#[cfg(test)]
mod tests {
    use super::*;

    fn iota(n: usize) -> Vec<i64> {
        (0..n as i64).collect()
    }

    #[test]
    fn test_new_view() {
        let data = iota(24);
        let view = NdView::new(&data, [2, 3, 4]).unwrap();
        assert_eq!(view.dims(), &[2, 3, 4]);
        assert_eq!(view.rank(), 3);
        assert_eq!(view.size(), 24);
        assert_eq!(view.data().len(), 24);
        assert!(!view.is_empty());
    }

    #[test]
    fn test_new_trims_to_shape() {
        let data = iota(30);
        let view = NdView::new(&data, [2, 3]).unwrap();
        assert_eq!(view.data(), &[0, 1, 2, 3, 4, 5]);
    }

    #[test]
    fn test_new_buffer_too_small() {
        let data = iota(5);
        let err = NdView::new(&data, [2, 3]).unwrap_err();
        assert!(matches!(err, ViewError::BufferTooSmall { needed: 6, len: 5 }));
    }

    #[test]
    fn test_new_overflowing_shape() {
        let data = iota(1);
        let err = NdView::new(&data, [usize::MAX, 2]).unwrap_err();
        assert!(matches!(err, ViewError::OffsetOverflow));
    }

    #[test]
    fn test_from_dims() {
        let data = iota(6);
        let view: NdView<'_, i64, 2> = NdView::from_dims(&data, &[3, 2]).unwrap();
        assert_eq!(view[[2, 1]], 5);
        let err = NdView::<i64, 3>::from_dims(&data, &[3, 2]).unwrap_err();
        assert!(matches!(err, ViewError::RankMismatch(3, 2)));
    }

    #[test]
    fn test_example_scenario() {
        let data = iota(24);
        let view = NdView::new(&data, [2, 3, 4]).unwrap();
        assert_eq!(view[[1, 2, 3]], 23);
        let sub = view.subscript(1);
        assert_eq!(sub.dims(), &[3, 4]);
        assert_eq!(sub.dim_size(0), 3);
        assert_eq!(sub[[2, 3]], 23);
    }

    #[test]
    fn test_row_major_layout() {
        let data = iota(6);
        let view = NdView::new(&data, [2, 3]).unwrap();
        assert_eq!(view[[0, 0]], 0);
        assert_eq!(view[[0, 2]], 2);
        assert_eq!(view[[1, 0]], 3);
        assert_eq!(view[[1, 2]], 5);
        assert_eq!(view.rows(), 2);
        assert_eq!(view.columns(), 3);
    }

    #[test]
    fn test_subscript_rank1_returns_element() {
        let data = iota(5);
        let view = NdView::new(&data, [5]).unwrap();
        let by_subscript: &i64 = view.subscript(3);
        let by_call: &i64 = view.get([3]);
        assert!(std::ptr::eq(by_subscript, by_call));
        assert_eq!(*by_subscript, 3);
    }

    #[test]
    fn test_subscript_chain_reaches_element() {
        let data = iota(2 * 3 * 4 * 5);
        let view = NdView::new(&data, [2, 3, 4, 5]).unwrap();
        let elem = view.subscript(1).subscript(2).subscript(3).subscript(4);
        assert!(std::ptr::eq(elem, view.get([1, 2, 3, 4])));
    }

    #[test]
    fn test_subscript_aliases_memory() {
        let data = iota(12);
        let view = NdView::new(&data, [3, 4]).unwrap();
        let row = view.subscript(2);
        assert_eq!(row.as_ptr(), unsafe { data.as_ptr().add(8) });
        assert_eq!(row.data(), &[8, 9, 10, 11]);
    }

    #[test]
    fn test_try_subscript() {
        let data = iota(12);
        let view = NdView::new(&data, [3, 4]).unwrap();
        assert!(view.try_subscript(2).is_ok());
        let err = view.try_subscript(3).unwrap_err();
        assert!(matches!(
            err,
            ViewError::IndexOutOfRange {
                dim: 0,
                index: 3,
                size: 3
            }
        ));
        let row = view.subscript(0);
        assert_eq!(*row.try_subscript(3).unwrap(), 3);
        assert!(row.try_subscript(4).is_err());
    }

    #[test]
    fn test_at_rejects_each_dimension() {
        let data = iota(24);
        let view = NdView::new(&data, [2, 3, 4]).unwrap();
        for d in 0..3 {
            let mut idx = [0, 0, 0];
            idx[d] = view.dim_size(d);
            match view.at(idx) {
                Err(ViewError::IndexOutOfRange { dim, index, size }) => {
                    assert_eq!(dim, d);
                    assert_eq!(index, size);
                }
                other => panic!("expected out-of-range error, got {:?}", other),
            }
        }
    }

    #[test]
    fn test_at_matches_unchecked() {
        let data = iota(24);
        let view = NdView::new(&data, [2, 3, 4]).unwrap();
        for i in 0..2 {
            for j in 0..3 {
                for k in 0..4 {
                    assert!(std::ptr::eq(view.at([i, j, k]).unwrap(), &view[[i, j, k]]));
                }
            }
        }
    }

    #[test]
    fn test_checked_dim_size() {
        let data = iota(6);
        let view = NdView::new(&data, [2, 3]).unwrap();
        assert_eq!(view.checked_dim_size(1).unwrap(), 3);
        assert!(matches!(
            view.checked_dim_size(2),
            Err(ViewError::InvalidDim { dim: 2, rank: 2 })
        ));
    }

    #[test]
    fn test_empty_view_queries() {
        let data: Vec<f64> = vec![];
        let view = NdView::new(&data, [3, 0, 2]).unwrap();
        assert_eq!(view.size(), 0);
        assert!(view.is_empty());
        assert_eq!(view.dim_size(0), 3);
        assert_eq!(view.dim_size(2), 2);
        assert!(view.data().is_empty());
        assert!(view.at([0, 0, 0]).is_err());
    }

    #[test]
    fn test_default_is_empty() {
        let view: NdView<'_, f32, 2> = NdView::default();
        assert_eq!(view.size(), 0);
        assert!(view.is_empty());
    }

    #[test]
    fn test_from_raw_parts_null() {
        let view: NdView<'_, f64, 2> = unsafe { NdView::from_raw_parts(std::ptr::null(), [0, 4]) };
        assert_eq!(view.size(), 0);
        assert_eq!(view.dim_size(1), 4);
    }

    #[test]
    fn test_from_raw_parts_reads_buffer() {
        let data = iota(8);
        let view = unsafe { NdView::from_raw_parts(data.as_ptr(), [2, 2, 2]) };
        assert_eq!(view[[1, 1, 0]], 6);
    }

    #[test]
    fn test_copy_shares_memory() {
        let data = iota(4);
        let a = NdView::new(&data, [2, 2]).unwrap();
        let b = a;
        assert_eq!(a.as_ptr(), b.as_ptr());
        assert_eq!(a.dims(), b.dims());
    }

    #[test]
    fn test_rank1_from_containers() {
        let v = vec![1.0, 2.0, 3.0];
        let from_vec: NdView<'_, f64, 1> = (&v).into();
        assert_eq!(from_vec.dim_size(0), 3);
        let arr = [4, 5];
        let from_arr: NdView<'_, i32, 1> = (&arr).into();
        assert_eq!(from_arr[[1]], 5);
        let from_slice: NdView<'_, f64, 1> = (&v[1..]).into();
        assert_eq!(from_slice[[0]], 2.0);
    }

    #[test]
    fn test_outer_iter() {
        let data = iota(6);
        let view = NdView::new(&data, [3, 2]).unwrap();
        let firsts: Vec<i64> = view.outer_iter().map(|row| row[[0]]).collect();
        assert_eq!(firsts, vec![0, 2, 4]);
        let flat = NdView::new(&data, [6]).unwrap();
        let all: Vec<i64> = flat.outer_iter().copied().collect();
        assert_eq!(all, data);
    }

    #[test]
    fn test_iter_row_major() {
        let data = iota(6);
        let view = NdView::new(&data, [2, 3]).unwrap();
        let collected: Vec<i64> = view.iter().copied().collect();
        assert_eq!(collected, data);
    }

    #[test]
    fn test_high_rank_generic_offset() {
        let dims = [2, 1, 3, 1, 2, 2];
        let data = iota(24);
        let view = NdView::new(&data, dims).unwrap();
        assert_eq!(view[[1, 0, 2, 0, 1, 1]], 23);
        assert_eq!(view[[1, 0, 0, 0, 0, 0]], 12);
        let sub = view.subscript(1);
        assert_eq!(sub[[0, 2, 0, 1, 1]], 23);
    }

    #[test]
    #[cfg(debug_assertions)]
    #[should_panic(expected = "out of range for dimension 1")]
    fn test_unchecked_debug_assert() {
        let data = iota(12);
        let view = NdView::new(&data, [3, 4]).unwrap();
        let _elem = view[[0, 4]];
    }

    #[test]
    #[cfg(debug_assertions)]
    #[should_panic(expected = "out of range for dimension 0")]
    fn test_subscript_debug_assert() {
        let data = iota(12);
        let view = NdView::new(&data, [3, 4]).unwrap();
        let _ = view.subscript(3);
    }

    // ------------------------------------------------------------------
    // Dynamic rank
    // ------------------------------------------------------------------

    #[test]
    fn test_dynamic_view_access() {
        let data = iota(24);
        let dyn_view = DynView::new_dynamic(&data);
        assert_eq!(dyn_view.len(), 24);
        assert_eq!(*dyn_view.get_with(&[2, 3, 4], &[1, 2, 3]), 23);
        assert_eq!(*dyn_view.get_dyn(&[4, 6], &[3, 5]), 23);
        assert_eq!(*dyn_view.get_dyn(&[2, 2, 2, 3], &[1, 0, 1, 2]), 12 + 3 + 2);
    }

    #[test]
    fn test_dynamic_view_checked() {
        let data = iota(6);
        let dyn_view = DynView::new_dynamic(&data);
        assert_eq!(*dyn_view.at_with(&[2, 3], &[1, 1]).unwrap(), 4);
        assert!(matches!(
            dyn_view.at_with(&[2, 3], &[2, 0]),
            Err(ViewError::IndexOutOfRange { dim: 0, .. })
        ));
        assert!(matches!(
            dyn_view.at_dyn(&[2, 3], &[1]),
            Err(ViewError::RankMismatch(2, 1))
        ));
        assert!(matches!(
            dyn_view.at_dyn(&[4, 4], &[3, 3]),
            Err(ViewError::BufferTooSmall { needed: 16, len: 6 })
        ));
    }

    #[test]
    fn test_fixed_rank_agrees_with_dynamic() {
        let data = iota(60);
        let view = NdView::new(&data, [3, 4, 5]).unwrap();
        let dyn_view = view.as_dynamic();
        for i in 0..3 {
            for j in 0..4 {
                for k in 0..5 {
                    assert!(std::ptr::eq(
                        view.get([i, j, k]),
                        dyn_view.get_dyn(view.dims(), &[i, j, k])
                    ));
                }
            }
        }
    }

    #[test]
    fn test_dynamic_view_mut() {
        let mut data = vec![0i64; 6];
        let mut dyn_view = DynViewMut::new_dynamic(&mut data);
        *dyn_view.get_with_mut(&[2, 3], &[1, 2]) = 7;
        *dyn_view.get_dyn_mut(&[3, 2], &[0, 1]) = 9;
        *dyn_view.at_with_mut(&[6], &[4]).unwrap() = 5;
        assert!(dyn_view.at_with_mut(&[6], &[6]).is_err());
        assert_eq!(*dyn_view.get_with(&[6], &[5]), 7);
        assert_eq!(data, vec![0, 9, 0, 0, 5, 7]);
    }

    // ------------------------------------------------------------------
    // Mutable views
    // ------------------------------------------------------------------

    #[test]
    fn test_mutable_view_round_trip() {
        let mut data = vec![0.0f64; 24];
        {
            let mut view = NdViewMut::new(&mut data, [2, 3, 4]).unwrap();
            view[[1, 2, 3]] = 42.0;
            *view.get_mut([0, 1, 2]) = -1.5;
            *view.at_mut([1, 0, 0]).unwrap() = 8.0;
        }
        let view = NdView::new(&data, [2, 3, 4]).unwrap();
        assert_eq!(view[[1, 2, 3]], 42.0);
        assert_eq!(view[[0, 1, 2]], -1.5);
        assert_eq!(view[[1, 0, 0]], 8.0);
    }

    #[test]
    fn test_mutable_subscript() {
        let mut data = vec![0i32; 12];
        let mut view = NdViewMut::new(&mut data, [3, 4]).unwrap();
        {
            let mut row = view.reborrow().subscript(1);
            row[[2]] = 5;
            *row.reborrow().subscript(3) = 6;
        }
        assert!(view.reborrow().try_subscript(3).is_err());
        assert_eq!(view.get([1, 2]), &5);
        assert_eq!(view.as_view()[[1, 3]], 6);
        assert_eq!(data[6], 5);
        assert_eq!(data[7], 6);
    }

    #[test]
    fn test_mutable_at_errors() {
        let mut data = vec![0u8; 6];
        let mut view = NdViewMut::new(&mut data, [2, 3]).unwrap();
        assert!(matches!(
            view.at_mut([0, 3]),
            Err(ViewError::IndexOutOfRange { dim: 1, index: 3, size: 3 })
        ));
        assert!(view.at([1, 2]).is_ok());
    }

    #[test]
    fn test_freeze_mutable_view() {
        let mut data = vec![1, 2, 3, 4];
        let mut view = NdViewMut::new(&mut data, [2, 2]).unwrap();
        view.iter_mut().for_each(|x| *x *= 10);
        let frozen: NdView<'_, i32, 2> = view.into();
        assert_eq!(frozen[[1, 1]], 40);
    }

    mod properties {
        use super::super::*;
        use test_strategy::{proptest, Arbitrary};

        #[derive(Arbitrary, Debug)]
        struct SliceProblem {
            #[strategy(1..=8usize)]
            d0: usize,
            #[strategy(1..=8usize)]
            d1: usize,
            #[strategy(1..=8usize)]
            d2: usize,
            #[strategy(0..#d0)]
            i0: usize,
            #[strategy(0..#d1)]
            i1: usize,
            #[strategy(0..#d2)]
            i2: usize,
        }

        #[proptest(cases = 128)]
        fn subscript_then_index_equals_direct(p: SliceProblem) {
            let dims = [p.d0, p.d1, p.d2];
            let data: Vec<usize> = (0..element_count(&dims)).collect();
            let view = NdView::new(&data, dims).unwrap();
            let direct = view.get([p.i0, p.i1, p.i2]);
            assert!(std::ptr::eq(view.subscript(p.i0).get([p.i1, p.i2]), direct));
            assert!(std::ptr::eq(
                view.subscript(p.i0).subscript(p.i1).get([p.i2]),
                direct
            ));
            assert_eq!(view.subscript(p.i0).dim_size(0), p.d1);
        }

        #[proptest(cases = 64)]
        fn size_is_product_of_dims(
            #[strategy(0..=6usize)] d0: usize,
            #[strategy(0..=6usize)] d1: usize,
            #[strategy(0..=6usize)] d2: usize,
        ) {
            let data = vec![0u8; d0 * d1 * d2];
            let view = NdView::new(&data, [d0, d1, d2]).unwrap();
            let product: usize = (0..3).map(|d| view.dim_size(d)).product();
            assert_eq!(view.size(), product);
            assert_eq!(view.size() == 0, view.dims().contains(&0));
        }
    }
}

______

* [Assignment]
Using the entries above, work out how many lines contain the string "ViewError". Respond with that number alone.

* [Result for this exercise]
10